A antevisão da transmissão pelo mosquito se deve ao médico cubano de origem escocesa Carlos Finlay, "velho lunático" por ter afirmado que a propagação se dava pelo Stegomyia fasciata, hoje, Aedes aegypti. Louco porque era crença arraigada que as doenças eram originadas das emanações pútridas, os miasmas.

A febre amarela está arrolada entre as arboviroses - nada que ver com árvores. Arbovirus advém da junção de ar (de arthropod), bo (de borne) e virus, vírus carreados por artrópodes.

As epidemias assinalaram notáveis conseqüências geopolíticas e econômicas. No Haiti, a febre dizimara as tropas francesas de ocupação. Matara até o comandante da guarnição, general Charles Leclerc, cunhado de Napoleão Bonaparte. A ilha figurava como posto avançado de apoio para alcançar as possessões francesas no continente americano. Com o reinício das hostilidades com a Inglaterra, em maio de 1803, a França se encontrava enfraquecida. Nessas condições, o presidente dos EUA Thomas Jefferson, assessorado pelos ministros Livingston e Monroe, não encontrou dificuldade para convencer o imperador a vender o território da Luisiana, ao norte do Golfo do México. A compra incluía La Nouvelle Orléans (hoje New Orleans), importante centro comercial, o delta e a bacia fluvial do Mississippi. Simplesmente, duplicou a extensão territorial dos EUA! Pela bagatela de US$ 27 milhões, Luisiana, a barganha do século! Segundo referência histórica, a reação de Napoleão: "Com a cessão, os Estados Unidos se transformarão na potência marítima capaz de ofuscar o orgulho dos ingleses." De outra parte, supõe-se que Tio Sam teria ficado grato à yellow jack. Yellow jack? Outra alcunha, referente à bandeirola amarela que as embarcações ostentavam durante a quarentena pela febre a bordo; apelido usado durante a construção do Canal do Panamá, período em que trabalhadores foram ceifados pela febre amarela.

O leitor está informado sobre a recomendação da vacinação para moradores de regiões rurais e silvestres, assinaladas por recente notificação de casos; também para os que se dirijam a tais áreas ou ao exterior. A circulação do homem possivelmente infectado no território nacional, a presença urbana do mosquito Aedes aegypti, transmissor ambivalente para a dengue e a febre amarela, constituem grave preocupação. A vacina antiamarílica oferece proteção individual segura e duradoura, mas não é inocente. À época de pleno verão e férias escolares, o alvo humano se expõe a recreação muitas vezes desgastante.
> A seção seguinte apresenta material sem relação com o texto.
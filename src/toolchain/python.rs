//! Toolchain backed by a real Python interpreter.

use std::ffi::OsStr;
use std::path::{Path, PathBuf};

use crate::config::BootConfig;
use crate::environment::{layout, EnvironmentMarker};
use crate::error::{BootError, Result};
use crate::install::PackageSpec;
use crate::shell::{display_command, execute, execute_quiet, CommandOptions};

use super::Toolchain;

/// Prints the installed version of the distribution named in `argv[1]`.
const VERSION_QUERY: &str =
    "import sys, importlib.metadata as m; print(m.version(sys.argv[1]))";

/// Drives `python -m venv`, `python -m pip`, and `importlib.metadata`.
#[derive(Debug, Clone)]
pub struct PythonToolchain {
    /// Interpreter used to create new environments.
    base_python: PathBuf,
    /// Interpreter of the active environment, if one is active.
    env_python: Option<PathBuf>,
}

impl PythonToolchain {
    /// Build a toolchain for the given configuration and environment state.
    ///
    /// Commands run in the current directory, so a relative environment path
    /// handed to [`Toolchain::create_environment`] is created exactly where
    /// the caller resolved it.
    pub fn new(config: &BootConfig, marker: &EnvironmentMarker) -> Self {
        Self {
            base_python: PathBuf::from(&config.python),
            env_python: marker.env_root().map(layout::interpreter),
        }
    }

    /// Interpreter used for installs and version lookups.
    ///
    /// Falls back to the base interpreter when no environment is active.
    pub fn interpreter(&self) -> &Path {
        self.env_python.as_deref().unwrap_or(&self.base_python)
    }

    /// Arguments for the single install call.
    pub fn install_args(packages: &[PackageSpec], upgrade_pip: bool) -> Vec<String> {
        let mut args = vec!["-m".to_string(), "pip".to_string(), "install".to_string()];
        if upgrade_pip {
            args.push("--upgrade".to_string());
            args.push("pip".to_string());
        }
        args.extend(packages.iter().map(|p| p.requirement().to_string()));
        args
    }
}

impl Toolchain for PythonToolchain {
    fn create_environment(&self, env_dir: &Path) -> Result<()> {
        let args = [OsStr::new("-m"), OsStr::new("venv"), env_dir.as_os_str()];
        let result = execute(&self.base_python, &args, &CommandOptions::default())?;
        if !result.success {
            return Err(BootError::EnvCreationFailed {
                path: env_dir.to_path_buf(),
                code: result.exit_code,
            });
        }
        Ok(())
    }

    fn install(&self, packages: &[PackageSpec], upgrade_pip: bool) -> Result<()> {
        let args = Self::install_args(packages, upgrade_pip);
        let result = execute(self.interpreter(), &args, &CommandOptions::default())?;
        if !result.success {
            return Err(BootError::InstallFailed {
                command: display_command(self.interpreter(), &args),
                code: result.exit_code,
            });
        }
        Ok(())
    }

    fn installed_version(&self, package: &str) -> Result<String> {
        let result = execute_quiet(self.interpreter(), &["-c", VERSION_QUERY, package])?;

        let version = result.stdout.trim();
        if !result.success || version.is_empty() {
            tracing::debug!(
                "Version lookup for '{}' failed: {}",
                package,
                result.stderr.trim()
            );
            return Err(BootError::MetadataNotFound {
                package: package.to_string(),
            });
        }

        Ok(version.to_string())
    }
}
Importante que os recém-vacinados evitem os seguinte comportamentos: estresse, exercícios "modelo recruta", noitadas, exposição a choque térmico, transas excessivas, consumo de drogas, porres e insolação. Para que não se dê oportunidade ao vírus atenuado da vacina de atuar num organismo fisicamente alterado. Também porque quaisquer queixas surgidas no período proximal da vacinação poderiam ser atribuídas erroneamente ao imunobiológico. A dengue hemorrágica já constitui complicação suficiente para a Organização de Saúde.